A pair of comrades in arms

The honest portrayal of war in 'Saving Private Ryan' touches hearts. 'The Thin Red Line' attacks from another angle, probing profound spiritual issues.

The year-end movie competitions have begun with a split decision.

One of the most venerable award-giving groups, the New York Film Critics Circle, named Steven Spielberg's hard-hitting World War II drama, "Saving Private Ryan," the best movie of 1998. Moments later, the same voters named Terrence Malick best director for "The Thin Red Line," a new film (it won't be widely released until Jan. 8) that takes a very different look at the same war and the same ordinary, unglamorous soldiers who fought and died in it.

Did these pundits know what they were doing when they pronounced Malick a better filmmaker, even though Spielberg made the better film? Or do these seemingly contradictory choices bear out the suspicion that critics' opinions are more wobbly and perplexing than those of the average Saturday-night moviegoer?

As it happens, the paradoxical vote makes sense. "Saving Private Ryan" probably is the year's best movie in terms of balancing serious subject matter - especially in the astonishingly honest battle sequence that fills its first 30 minutes - with more box-office popularity than even Spielberg expected to achieve. The film touched a deep chord in moviegoers with its dramatic story and heartfelt sympathy for the ordeals of everyday GIs.

Just as clearly, "The Thin Red Line" is more complex, less smoothly crafted, and possibly too ambitious for its own good. Yet many reviewers find it to have a deeper sense of personal and intellectual passion, and to be ultimately more profound in its examination of the human contradictions and spiritual costs exacted by the horrors of battle.

So some critics decided it was perfectly reasonable to vote for both. In an age when movie grosses are reported by the media as if they were sports statistics, it may seem odd to view two films as partners in a cultural exploration rather than adversaries in a contest. But each of these films has its own merit, and while it's natural to prefer one over the other, it's fair to give each picture its due.

"The Thin Red Line" is based on James Jones's novel, published in 1962 and based on his own memories. Its characters belong to a US Army company on Guadalcanal, a Pacific atoll with Japanese troops, supplies, and equipment that the GIs are ordered to capture, neutralize, or destroy. Like the book, Malick's movie wanders restlessly from one soldier or group to another, showing less interest in battlefield logistics than in personal responses to the disorienting, frequently ghastly circumstances.

Jones's novel takes a modernistic approach, steering the plot away from unified storytelling in favor of a fragmented style that embodies the nervous, unstable quality of wartime experience.
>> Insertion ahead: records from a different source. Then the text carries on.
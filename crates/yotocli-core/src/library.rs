//! High-level library actions.
//!
//! Every action reads the current state from the gateway, applies the change
//! locally through the resolver and the mutation engine, and writes the result
//! back. Nothing is cached between actions.

use std::path::{Path, PathBuf};
use std::sync::Arc;

use futures::future::join_all;
use futures::{StreamExt, TryStreamExt, stream};
use tracing::{debug, info, warn};

use crate::batch::{BATCH_CONCURRENCY, BatchIngestor, collect_audio_files};
use crate::error::{EntityKind, Error, Result};
use crate::gateway::LibraryGateway;
use crate::model::{Card, Chapter, Device, DeviceStatus, Track};
use crate::playlist;
use crate::processing::{AudioDownloader, DownloadedAudio};
use crate::resolver::{LibraryPath, resolve_card, resolve_chapter, resolve_device};
use crate::upload::{ProgressFn, UploadPipeline};

/// Highest accepted volume level.
pub const MAX_VOLUME: u8 = 100;

/// Strip characters that are not allowed in file names on common platforms.
#[must_use]
pub fn sanitize_filename(name: &str) -> String {
    name.chars()
        .filter(|c| !matches!(c, '<' | '>' | ':' | '"' | '/' | '\\' | '|' | '?' | '*'))
        .filter(|c| !c.is_control())
        .collect()
}

/// Where a single added track ended up.
#[derive(Debug, Clone, PartialEq, Eq)]
pub struct AddOutcome {
    /// Card the track was placed in.
    pub card_title: String,
    /// Whether the card was created by this action.
    pub created: bool,
    /// 1-based position of the new chapter.
    pub position: usize,
    /// Title of the new chapter.
    pub track_title: String,
}

/// What [`Library::remove`] deleted.
#[derive(Debug, Clone, PartialEq, Eq)]
pub enum Removed {
    /// The whole card.
    Card {
        /// Card title.
        title: String,
    },
    /// One chapter of a card.
    Chapter {
        /// Card title.
        card_title: String,
        /// Removed chapter title.
        title: String,
    },
}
The movie seems even more unconventional since it can't use simple shifts of phrasing to reveal the unspoken thoughts and hidden emotions of its characters. Malick has never followed the usual rules, and here his technique is more innovative than ever, using not a traditional first-person narrator but an intermittent series of voice-over soliloquies that put us into vivid contact with depths of consciousness rarely evoked in motion-picture terms.

Reworking the star system

In addition to their psychological value, these voice-overs join with another of Malick's favorite devices - frequent shots of plants, animals, sea, and sky - to suggest that people's hearts and minds are fundamentally woven into a single, seamless web extending beyond humanity to the overarching realm of nature, and farther still to the higher power that created its underlying principles of harmony and understanding. Contrasted with this idea, the destructiveness of combat emerges as not just a human misfortune but a state of spiritual confusion that cries out for correction if humans are to realize their rightful place in the order of things.

Even the movie's casting contributes to its message, reworking the Hollywood star system to imply that in wartime all hierarchies are up for grabs and may be leveled before our eyes. A few excellent actors, including Nick Nolte and Sean Penn, get enough time to build an impressive charge of movie-style charisma. Yet others, most notably Woody Harrelson, hardly arrive on the screen before some outrageous eruption of battlefield chaos puts them out of sight and mind for the rest of the picture.

A protest against war itself

Although the fragmented structure of "The Thin Red Line" helps express its vision of war as a ruthless destroyer of order and meaning, it's likely that not all the movie's gambits were built into Malick's original plan. The picture seems too short to fully realize its grand design even at 166 minutes, and some aspects seem sketchy or muddled. These problems won't help the movie win its coming box-office battles.

Also working against it will be inevitable comparisons with "Saving Private Ryan," which excels in the smooth, emotionally juiced-up storytelling that "The Thin Red Line" often leaves behind, purposefully or not. There's no question about the appeal of Spielberg's approach, or the brilliance of his first battle episode, which captures the ferocity of combat with an unshakable urgency - becoming a protest against war itself.

This message is canceled by the last 30 minutes, though, when Spielberg falls back on exactly the sort of guts-and-glory conventions that old-fashioned World War II movies use to justify and even glamorize their subject. Malick allows no such compromises to dilute the imperfect yet compelling logic of his boldly nontraditional tale.